The foregoing summaries of the Purchase Agreement, the Warrants and the Placement Agency Agreement do not purport to be complete and are subject to, and qualified in their entirety by, such documents attached as Exhibits 10.1, 4.1 and 1.1, respectively, to this Current Report on Form 8-K, which are incorporated herein by reference.

 

This Current Report on Form 8-K does not constitute an offer to sell any securities or a solicitation of an offer to buy any securities, nor shall there be any sale of any securities in any state or jurisdiction in which such an offer, solicitation or sale would be unlawful prior to registration or qualification under the securities laws of any such state or jurisdiction.

 

On July 3, 2017, the Company issued a press release announcing the Offerings. A copy of the press release is attached as Exhibit 99.1 to this Current Report on Form 8-K. A copy of the opinion of Mintz, Levin, Cohn, Ferris, Glovsky and Popeo, P.C. relating to the legality of the issuance and sale of the Shares is attached as Exhibit 5.1 hereto.

 

Item 3.02. Unregistered Sales of Equity Securities.

 

The information contained in Item 1.01 of this Current Report on Form 8-K in relation to the Warrants and the shares of our Common Stock issuable upon the exercise thereof is incorporated herein by reference in this Item 3.02.

 

Item 9.01. Financial Statements and Exhibits.

 

(d) Exhibits

 

Exhibit No.

 

Description

1.1

 

Placement Agency Agreement dated as of July 3, 2017, by and between Yield10 Bioscience, Inc. and Ladenburg Thalmann & Co.
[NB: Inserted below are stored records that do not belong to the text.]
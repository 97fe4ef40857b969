//! Renderer

use crate::error::*;
use crate::image_io::RGBImage;
use crate::math::*;
use std::sync::atomic::{AtomicBool, Ordering};
use std::sync::Arc;

mod async_renderer;

// Re-export
pub use async_renderer::*;

/// Renderer parameters.
#[derive(Copy, Clone, Debug, PartialEq)]
pub struct RendererParams {
    /// Image width in pixels.
    pub width: u32,

    /// Image height in pixels.
    pub height: u32,

    /// Samples per pixel.
    pub spp: u32,

    /// Number of paths in flight.
    pub state_count: u32,

    /// Depth after which Russian roulette may terminate paths.
    pub min_depth: u32,

    /// Depth at which paths are always terminated.
    pub max_depth: u32,

    /// Paths with a throughput luminance below this are subject to
    /// Russian roulette.
    pub rr_threshold: Float,

    /// Survival probability of paths subject to Russian roulette.
    pub rr_cont_prob: Float,

    /// Accumulate first-hit albedo.
    pub albedo: bool,

    /// Accumulate first-hit normals.
    pub normal: bool,
}

impl Default for RendererParams {
    fn default() -> Self {
        Self {
            width: 512,
            height: 512,
            spp: 16,
            state_count: 1 << 20,
            min_depth: 5,
            max_depth: 10,
            rr_threshold: 0.2,
            rr_cont_prob: 0.6,
            albedo: false,
            normal: false,
        }
    }
}

impl RendererParams {
    /// Checks the parameters before any kernel is built.
    pub fn validate(&self) -> Result<()> {
        if self.width == 0 || self.height == 0 {
            return Err(Error::Config(format!(
                "resolution {}x{} must be non-zero",
                self.width, self.height
            )));
        }
        if self.spp == 0 {
            return Err(Error::Config("spp must be at least 1".to_string()));
        }
        if self.state_count == 0 {
            return Err(Error::Config("state_count must be at least 1".to_string()));
        }
        if self.max_depth == 0 {
            return Err(Error::Config("max_depth must be at least 1".to_string()));
        }
        if self.min_depth > self.max_depth {
            return Err(Error::Config(format!(
                "min_depth {} exceeds max_depth {}",
                self.min_depth, self.max_depth
            )));
        }
        if !(self.rr_cont_prob > 0.0 && self.rr_cont_prob <= 1.0) {
            return Err(Error::Config(format!(
                "rr_cont_prob {} must be in (0, 1]",
                self.rr_cont_prob
            )));
        }
        if !(self.rr_threshold >= 0.0) {
            return Err(Error::Config(format!(
                "rr_threshold {} must be non-negative",
                self.rr_threshold
            )));
        }
        Ok(())
    }

    /// Returns the total number of samples to render.
    pub fn total_samples(&self) -> u64 {
        self.width as u64 * self.height as u64 * self.spp as u64
    }
}

/// Images produced by a render.
#[derive(Clone, Debug)]
pub struct RenderResult {
    /// Radiance.
    pub radiance: RGBImage,

    /// First-hit albedo.
    pub albedo: Option<RGBImage>,

    /// First-hit normals remapped to `[0, 1]`.
    pub normal: Option<RGBImage>,

    /// False if the render was stopped before every sample finished.
    pub complete: bool,
}

/// Shared flag that asks a render to stop at the next iteration boundary.
#[derive(Clone, Debug, Default)]
pub struct StopToken(Arc<AtomicBool>);

impl StopToken {
    /// Create a new `StopToken`.
    pub fn new() -> Self {
        Self::default()
    }

    /// Requests a stop.
    pub fn stop(&self) {
        self.0.store(true, Ordering::Release);
    }

    /// Returns true if a stop was requested.
    pub fn is_stopped(&self) -> bool {
        self.0.load(Ordering::Acquire)
    }

    /// Clears the request.
    pub fn reset(&self) {
        self.0.store(false, Ordering::Release);
    }
}

/// Renderer interface.
pub trait Renderer: Send + Sync {
    /// Renders an image. Returns the partial result when `stop` is
    /// requested.
    ///
    /// * `stop` - Stop request.
    fn render(&self, stop: &StopToken) -> Result<RenderResult>;
}

/// Atomic reference counted `Renderer`.
pub type ArcRenderer = Arc<dyn Renderer>;
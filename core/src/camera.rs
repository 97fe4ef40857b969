//! Camera

use crate::geometry::*;
use crate::medium::VOID_MEDIUM;
use std::sync::Arc;

/// Camera interface.
pub trait Camera: Send + Sync {
    /// Returns a world space ray for a film coordinate. The sample offset
    /// within the pixel is already folded into `film_coord`.
    ///
    /// * `film_coord` - Film coordinate in `[0, 1]^2`, origin at the top left.
    /// * `time`       - Time of the ray.
    fn generate_ray(&self, film_coord: &Point2f, time: Float) -> Ray;

    /// Returns the id of the medium the camera sits in.
    fn medium_id(&self) -> u32 {
        VOID_MEDIUM
    }
}

/// Atomic reference counted `Camera`.
pub type ArcCamera = Arc<dyn Camera>;
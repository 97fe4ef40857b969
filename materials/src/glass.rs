//! Glass Material

use crate::common::*;
use wavefront_core::dispatch::CompileContext;
use wavefront_core::geometry::*;
use wavefront_core::interaction::*;
use wavefront_core::material::*;
use wavefront_core::spectrum::*;

/// Smooth dielectric that reflects and refracts according to the Fresnel
/// equations. Refracted paths cross into the medium on the other side.
#[derive(Clone, Debug)]
pub struct Glass {
    /// Tint applied to both lobes.
    pub color: Spectrum,

    /// Index of refraction of the inside relative to the outside.
    pub eta: Float,
}

impl Glass {
    /// Create a new `Glass` material.
    ///
    /// * `color` - Tint applied to both lobes.
    /// * `eta`   - Index of refraction.
    pub fn new(color: Spectrum, eta: Float) -> Self {
        Self { color, eta }
    }
}

/// Fresnel-weighted specular reflection and transmission at one surface
/// point.
pub struct GlassShader {
    color: Spectrum,
    eta: Float,
    frame: Frame,
}

impl Shader for GlassShader {
    fn sample(&self, wo: &Vector3f, u_lobe: Float, _u: &Point2f) -> Option<BSDFSample> {
        let wo_l = self.frame.to_local(wo);
        let cos_o = cos_theta(&wo_l);
        if cos_o == 0.0 {
            return None;
        }

        let fr = fr_dielectric(cos_o, 1.0, self.eta);
        if u_lobe < fr {
            let wi_l = reflect_local(&wo_l);
            return Some(BSDFSample {
                f: self.color * (fr / abs_cos_theta(&wi_l)),
                wi: self.frame.to_world(&wi_l),
                pdf: fr,
                is_delta: true,
                transmitted: false,
            });
        }

        // Figure out which eta is incident and which is transmitted.
        let entering = cos_o > 0.0;
        let (eta_i, eta_t) = if entering { (1.0, self.eta) } else { (self.eta, 1.0) };
        let n = Normal3f::new(0.0, 0.0, 1.0).face_forward(&wo_l);
        let wi_l = refract(&wo_l, &n, eta_i / eta_t)?;

        // Radiance is compressed when entering the denser medium.
        let ft = self.color * (1.0 - fr) * (eta_i * eta_i) / (eta_t * eta_t);
        Some(BSDFSample {
            f: ft / abs_cos_theta(&wi_l),
            wi: self.frame.to_world(&wi_l),
            pdf: 1.0 - fr,
            is_delta: true,
            transmitted: true,
        })
    }

    fn eval(&self, _wo: &Vector3f, _wi: &Vector3f) -> Spectrum {
        Spectrum::zero()
    }

    fn pdf(&self, _wo: &Vector3f, _wi: &Vector3f) -> Float {
        0.0
    }

    fn albedo(&self) -> Spectrum {
        self.color
    }

    fn normal(&self) -> Normal3f {
        self.frame.n
    }

    fn is_delta(&self) -> bool {
        true
    }
}

impl Material for Glass {
    type Shader = GlassShader;
    type Inputs = ();

    fn lower_inputs(&self, _cc: &mut CompileContext) {}

    fn create_shader(&self, _inputs: &(), sp: &SurfacePoint) -> GlassShader {
        GlassShader {
            color: self.color,
            eta: self.eta,
            frame: Frame::from_normal(&sp.n),
        }
    }
}
//! Spheres

use std::sync::Arc;
use wavefront_core::geometry::*;
use wavefront_core::interaction::*;
use wavefront_core::sampling::*;
use wavefront_core::shape::*;

/// A full sphere. It is a single primitive whose parametric coordinates are
/// the normalized spherical angles `(φ / 2π, θ / π)`.
#[derive(Clone, Debug)]
pub struct Sphere {
    /// Center.
    pub center: Point3f,

    /// Radius.
    pub radius: Float,
}

impl Sphere {
    /// Create a new `Sphere`.
    ///
    /// * `center` - Center.
    /// * `radius` - Radius.
    pub fn new(center: Point3f, radius: Float) -> Self {
        debug!("Sphere at {:?} with radius {}", center, radius);
        Self { center, radius }
    }

    /// Returns the sphere as a shared `Shape`.
    pub fn into_arc(self) -> ArcShape {
        Arc::new(self)
    }

    /// Returns the point at given spherical angles.
    ///
    /// * `theta` - Polar angle.
    /// * `phi`   - Azimuthal angle.
    fn point_at(&self, theta: Float, phi: Float) -> (Point3f, Normal3f) {
        let n = Normal3f::new(
            theta.sin() * phi.cos(),
            theta.sin() * phi.sin(),
            theta.cos(),
        );
        (self.center + n * self.radius, n)
    }
}

impl Shape for Sphere {
    fn prim_count(&self) -> usize {
        1
    }

    fn prim_bounds(&self, _prim: u32) -> Bounds3f {
        let r = Vector3f::new(self.radius, self.radius, self.radius);
        Bounds3f::new(self.center - r, self.center + r)
    }

    fn intersect_prim(&self, _prim: u32, ray: &Ray) -> Option<(Float, Point2f)> {
        let oc = ray.o - self.center;
        let a = ray.d.length_squared();
        let b = 2.0 * ray.d.dot(&oc);
        let c = oc.length_squared() - self.radius * self.radius;
        let (t0, t1) = quadratic(a, b, c)?;

        let t = if t0 > ray.t_min && t0 < ray.t_max {
            t0
        } else if t1 > ray.t_min && t1 < ray.t_max {
            t1
        } else {
            return None;
        };

        let n = (ray.at(t) - self.center) / self.radius;
        let mut phi = n.y.atan2(n.x);
        if phi < 0.0 {
            phi += TWO_PI;
        }
        let theta = clamp(n.z, -1.0, 1.0).acos();
        Some((t, Point2f::new(phi / TWO_PI, theta / PI)))
    }

    fn surface_point(&self, _prim: u32, uv: &Point2f) -> SurfacePoint {
        let (p, n) = self.point_at(uv.y * PI, uv.x * TWO_PI);
        SurfacePoint {
            p,
            ng: n,
            n,
            uv: *uv,
            ..Default::default()
        }
    }

    fn area(&self) -> Float {
        FOUR_PI * self.radius * self.radius
    }

    fn sample(&self, _u_prim: Float, u: &Point2f) -> ShapeSample {
        let n = uniform_sample_sphere(u);
        ShapeSample {
            p: self.center + n * self.radius,
            n,
            pdf: 1.0 / self.area(),
        }
    }
}

#[cfg(test)]
mod tests {
    use super::*;
    use float_cmp::approx_eq;
    use proptest::prelude::*;

    fn unit() -> Sphere {
        Sphere::new(Point3f::zero(), 1.0)
    }

    #[test]
    fn ray_from_outside_hits_near_side() {
        let ray = Ray::new(Point3f::new(0.0, 0.0, -5.0), Vector3f::new(0.0, 0.0, 1.0));
        let (t, _) = unit().intersect_prim(0, &ray).unwrap();
        assert!(approx_eq!(f32, t, 4.0, epsilon = 1e-5));
    }

    #[test]
    fn ray_from_inside_hits_far_side() {
        let ray = Ray::new(Point3f::zero(), Vector3f::new(1.0, 0.0, 0.0));
        let (t, _) = unit().intersect_prim(0, &ray).unwrap();
        assert!(approx_eq!(f32, t, 1.0, epsilon = 1e-5));
    }

    #[test]
    fn t_max_limits_hits() {
        let ray = Ray::new(Point3f::new(0.0, 0.0, -5.0), Vector3f::new(0.0, 0.0, 1.0))
            .with_t_max(3.0);
        assert!(unit().intersect_prim(0, &ray).is_none());
    }

    proptest! {
        #[test]
        fn surface_point_matches_hit(x in -0.9f32..0.9, y in -0.9f32..0.9) {
            let sphere = Sphere::new(Point3f::new(1.0, 2.0, 3.0), 2.0);
            let o = Point3f::new(1.0 + x, 2.0 + y, -10.0);
            let ray = Ray::new(o, Vector3f::new(0.0, 0.0, 1.0));
            let (t, uv) = sphere.intersect_prim(0, &ray).unwrap();
            let sp = sphere.surface_point(0, &uv);
            prop_assert!((sp.p - ray.at(t)).length() < 1e-3);
            prop_assert!((sp.ng.length() - 1.0).abs() < 1e-4);
        }

        #[test]
        fn samples_lie_on_surface(u in 0.0f32..1.0, v in 0.0f32..1.0) {
            let sphere = Sphere::new(Point3f::new(1.0, 0.0, 0.0), 0.5);
            let s = sphere.sample(0.0, &Point2f::new(u, v));
            prop_assert!(((s.p - sphere.center).length() - 0.5).abs() < 1e-4);
            prop_assert!((s.pdf * sphere.area() - 1.0).abs() < 1e-4);
        }
    }
}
Inc.

 

 

 

4.1

 

Form of Investor Warrant.

 

 

 

5.1

 

Opinion of Mintz, Levin, Cohn, Ferris, Glovsky and Popeo, P.C.

 

 

 

10.1

 

Form of Securities Purchase Agreement, dated as of July 3, 2017, by and among Yield10 Bioscience, Inc. and the Investors.

 

 

 

23.1

 

Consent of Mintz, Levin, Cohn, Ferris, Glovsky and Popeo, P.C. (included in Exhibit 5.1).

 

 

 

99.1

 

Press Release of Yield10 Bioscience, Inc. dated July 3, 2017.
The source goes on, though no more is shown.